Call Girls Bannerghatta Road Just Call 👗 7737669865 👗 Top Class Call Girl Ser...Call Girls Bannerghatta Road Just Call 👗 7737669865 👗 Top Class Call Girl Ser...
Call Girls Bannerghatta Road Just Call 👗 7737669865 👗 Top Class Call Girl Ser...
amitlee9823
 
FESE Capital Markets Fact Sheet 2024 Q1.pdf
FESE Capital Markets Fact Sheet 2024 Q1.pdfFESE Capital Markets Fact Sheet 2024 Q1.pdf
FESE Capital Markets Fact Sheet 2024 Q1.pdf
MarinCaroMartnezBerg
 
Escorts Service Kumaraswamy Layout ☎ 7737669865☎ Book Your One night Stand (B...

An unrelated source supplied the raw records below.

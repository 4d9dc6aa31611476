//! Clone registry: editable copies of canonical records.
//!
//! A clone is keyed by the same identity as its origin. Edits to a clone stay
//! local until [`CloneRegistry::commit`] writes them back.

use std::sync::Arc;

use serde_json::Value;
use tracing::trace;

use crate::error::{Result, StoreError};
use crate::identity::Identity;
use crate::model::Model;
use crate::storage::{KeySource, StorageMap, Tier};
use crate::temps::Canonical;
use crate::types::{CLONE_FLAG, Record, is_clone};
use crate::updates::UpdateSender;

/// Editable clones keyed by their origin's identity.
pub struct CloneRegistry {
    storage: StorageMap,
    identity: Arc<Identity>,
}

impl CloneRegistry {
    /// Create an empty registry.
    pub fn new(identity: Arc<Identity>, model: Arc<Model>, updates: UpdateSender) -> Self {
        Self {
            storage: StorageMap::new(
                Tier::Clones,
                KeySource::AnyId,
                Arc::clone(&identity),
                model,
                updates,
            ),
            identity,
        }
    }

    /// The underlying storage map.
    pub fn storage(&self) -> &StorageMap {
        &self.storage
    }

    /// The clone stored under `key`.
    pub fn get(&self, key: &str) -> Option<Record> {
        self.storage.get_item(key)
    }

    /// Clone `record`, storing it in items or temps first if neither has it.
    ///
    /// With `reuse_existing`, an existing clone is returned unchanged;
    /// otherwise the existing clone is reset to the origin.
    pub fn clone_record(
        &self,
        canonical: &Canonical<'_>,
        record: &Record,
        overrides: Option<&Record>,
        reuse_existing: bool,
    ) -> Result<Record> {
        let origin = self.ensure_origin(canonical, record)?;
        let key = self.key_of(&origin)?;

        if reuse_existing && let Some(existing) = self.storage.get_item(&key) {
            trace!(key = %key, "reusing existing clone");
            return Ok(existing);
        }
        Ok(self.reset_from_origin(&key, origin, overrides))
    }

    /// Overwrite the clone of `record` with a fresh copy of its origin.
    ///
    /// Fields present only on the previous clone are dropped. `overrides` are
    /// applied last but never change the identity fields.
    pub fn reset(
        &self,
        canonical: &Canonical<'_>,
        record: &Record,
        overrides: Option<&Record>,
    ) -> Result<Record> {
        let origin = self.ensure_origin(canonical, record)?;
        let key = self.key_of(&origin)?;
        Ok(self.reset_from_origin(&key, origin, overrides))
    }

    /// Write a clone's fields back onto its canonical origin.
    ///
    /// The clone stays in the registry and remains editable.
    pub fn commit(
        &self,
        canonical: &Canonical<'_>,
        clone: &Record,
        overrides: Option<&Record>,
    ) -> Result<Record> {
        if !is_clone(clone) {
            return Err(StoreError::NotAClone);
        }
        let mut data = clone.clone();
        data.insert(CLONE_FLAG.to_string(), Value::Bool(false));
        if let Some(overrides) = overrides {
            data.extend(overrides.clone());
        }
        canonical.write(data)
    }

    /// Move a clone from its temp id to the permanent id assigned on create.
    pub fn migrate(&self, temp_id: &str, id: &str, id_value: &Value) -> Option<Record> {
        let id_field = self.identity.id_field().to_string();
        let identity = Arc::clone(&self.identity);
        self.storage.rekey(temp_id, id, move |clone| {
            identity.strip_temp_id(clone);
            clone.insert(id_field, id_value.clone());
        })
    }

    /// Remove the clone under `key`.
    pub fn remove(&self, key: &str) -> bool {
        self.storage.remove_item(key)
    }

    fn key_of(&self, record: &Record) -> Result<String> {
        self.identity
            .any_id_of(record)
            .ok_or_else(|| StoreError::invalid_identity(self.identity.id_field()))
    }

    fn ensure_origin(&self, canonical: &Canonical<'_>, record: &Record) -> Result<Record> {
        if let Some(origin) = canonical.origin(record) {
            return Ok(origin);
        }
        let mut data = record.clone();
        data.remove(CLONE_FLAG);
        canonical.write(data)
    }

    fn reset_from_origin(&self, key: &str, origin: Record, overrides: Option<&Record>) -> Record {
        let mut copy = origin.clone();
        copy.insert(CLONE_FLAG.to_string(), Value::Bool(true));
        if let Some(overrides) = overrides {
            copy.extend(overrides.clone());
            for field in [self.identity.id_field(), self.identity.temp_id_field()] {
                match origin.get(field) {
                    Some(value) => copy.insert(field.to_string(), value.clone()),
                    None => copy.remove(field),
                };
            }
        }
        self.storage.set_item(key, copy)
    }
}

Escorts Service Kumaraswamy Layout ☎ 7737669865☎ Book Your One night Stand (B...Escorts Service Kumaraswamy Layout ☎ 7737669865☎ Book Your One night Stand (B...
Escorts Service Kumaraswamy Layout ☎ 7737669865☎ Book Your One night Stand (B...
amitlee9823
 
Call Girls In Bellandur ☎ 7737669865 🥵 Book Your One night Stand
Call Girls In Bellandur ☎ 7737669865 🥵 Book Your One night StandCall Girls In Bellandur ☎ 7737669865 🥵 Book Your One night Stand
Call Girls In Bellandur ☎ 7737669865 🥵 Book Your One night Stand
amitlee9823
 
Call Girls Bommasandra Just Call 👗 7737669865 👗 Top Class Call Girl Service B...

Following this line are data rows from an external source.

//! Shared value types: records, call parameters, find responses.

use serde::{Deserialize, Serialize};
use serde_json::{Map, Value};

/// An application record: a plain keyed JSON object.
pub type Record = Map<String, Value>;

/// Field marking records that live in the clone registry.
pub const CLONE_FLAG: &str = "__isClone";

/// Convert a JSON value into a record, if it is an object.
pub fn into_record(value: Value) -> Option<Record> {
    match value {
        Value::Object(map) => Some(map),
        _ => None,
    }
}

/// Whether the record carries `__isClone: true`.
pub fn is_clone(record: &Record) -> bool {
    matches!(record.get(CLONE_FLAG), Some(Value::Bool(true)))
}

/// Parameters for local and remote find/get/count calls.
#[derive(Debug, Clone, Default, PartialEq, Serialize, Deserialize)]
#[serde(rename_all = "camelCase")]
pub struct Params {
    /// Filter, sort and paging directives.
    #[serde(default, skip_serializing_if = "Option::is_none")]
    pub query: Option<Record>,
    /// Include temps in local reads.
    #[serde(default)]
    pub temps: bool,
    /// Prefer clones in local reads.
    #[serde(default)]
    pub clones: bool,
    /// Query identifier grouping pagination ledger entries.
    #[serde(default, skip_serializing_if = "Option::is_none")]
    pub qid: Option<String>,
    /// Keep the SSR flag of a consumed ledger page.
    #[serde(default)]
    pub preserve_ssr: bool,
}

impl Params {
    /// Params with the given query object.
    pub fn from_query(query: Record) -> Self {
        Self {
            query: Some(query),
            ..Self::default()
        }
    }

    /// Include temps in local reads.
    pub fn with_temps(mut self) -> Self {
        self.temps = true;
        self
    }

    /// Prefer clones in local reads.
    pub fn with_clones(mut self) -> Self {
        self.clones = true;
        self
    }

    /// Set the query identifier.
    pub fn with_qid(mut self, qid: impl Into<String>) -> Self {
        self.qid = Some(qid.into());
        self
    }

    /// Preserve the SSR flag when a ledger page is consumed.
    pub fn preserving_ssr(mut self) -> Self {
        self.preserve_ssr = true;
        self
    }

    /// Copy of these params with a different query.
    pub fn with_query(&self, query: Record) -> Self {
        Self {
            query: Some(query),
            ..self.clone()
        }
    }
}

/// Result of a find, local or remote.
///
/// `limit` and `skip` are always present and default to 0.
#[derive(Debug, Clone, Default, PartialEq, Serialize, Deserialize)]
pub struct FindResponse {
    pub total: usize,
    pub limit: usize,
    pub skip: usize,
    pub data: Vec<Record>,
}

/// Read a non-negative count from a `$limit`/`$skip` style directive.
///
/// Accepts JSON numbers and numeric strings (query strings arrive as text).
pub(crate) fn as_count(value: &Value) -> Option<usize> {
    match value {
        Value::Number(n) => n
            .as_u64()
            .or_else(|| n.as_f64().filter(|f| *f >= 0.0 && f.fract() == 0.0).map(|f| f as u64))
            .map(|n| n as usize),
        Value::String(s) => s.trim().parse().ok(),
        _ => None,
    }
}

#[cfg(test)]
mod tests {
    use super::*;
    use serde_json::json;

    #[test]
    fn test_into_record() {
        assert!(into_record(json!({"a": 1})).is_some());
        assert!(into_record(json!([1, 2])).is_none());
        assert!(into_record(Value::Null).is_none());
    }

    #[test]
    fn test_is_clone() {
        let clone = into_record(json!({"id": 1, "__isClone": true})).unwrap();
        let committed = into_record(json!({"id": 1, "__isClone": false})).unwrap();
        let plain = into_record(json!({"id": 1})).unwrap();
        assert!(is_clone(&clone));
        assert!(!is_clone(&committed));
        assert!(!is_clone(&plain));
    }

    #[test]
    fn test_as_count() {
        assert_eq!(as_count(&json!(3)), Some(3));
        assert_eq!(as_count(&json!(3.0)), Some(3));
        assert_eq!(as_count(&json!("12")), Some(12));
        assert_eq!(as_count(&json!(-1)), None);
        assert_eq!(as_count(&json!(2.5)), None);
        assert_eq!(as_count(&json!(null)), None);
    }

    #[test]
    fn test_params_deserialize_camel_case() {
        let params: Params = serde_json::from_value(json!({
            "query": {"done": false},
            "temps": true,
            "preserveSsr": true,
            "qid": "sidebar"
        }))
        .unwrap();
        assert!(params.temps);
        assert!(!params.clones);
        assert!(params.preserve_ssr);
        assert_eq!(params.qid.as_deref(), Some("sidebar"));
    }
}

Call Girls Bommasandra Just Call 👗 7737669865 👗 Top Class Call Girl Service B...Call Girls Bommasandra Just Call 👗 7737669865 👗 Top Class Call Girl Service B...
Call Girls Bommasandra Just Call 👗 7737669865 👗 Top Class Call Girl Service B...
amitlee9823
 
Call Girls Hsr Layout Just Call 👗 7737669865 👗 Top Class Call Girl Service Ba...
Call Girls Hsr Layout Just Call 👗 7737669865 👗 Top Class Call Girl Service Ba...Call Girls Hsr Layout Just Call 👗 7737669865 👗 Top Class Call Girl Service Ba...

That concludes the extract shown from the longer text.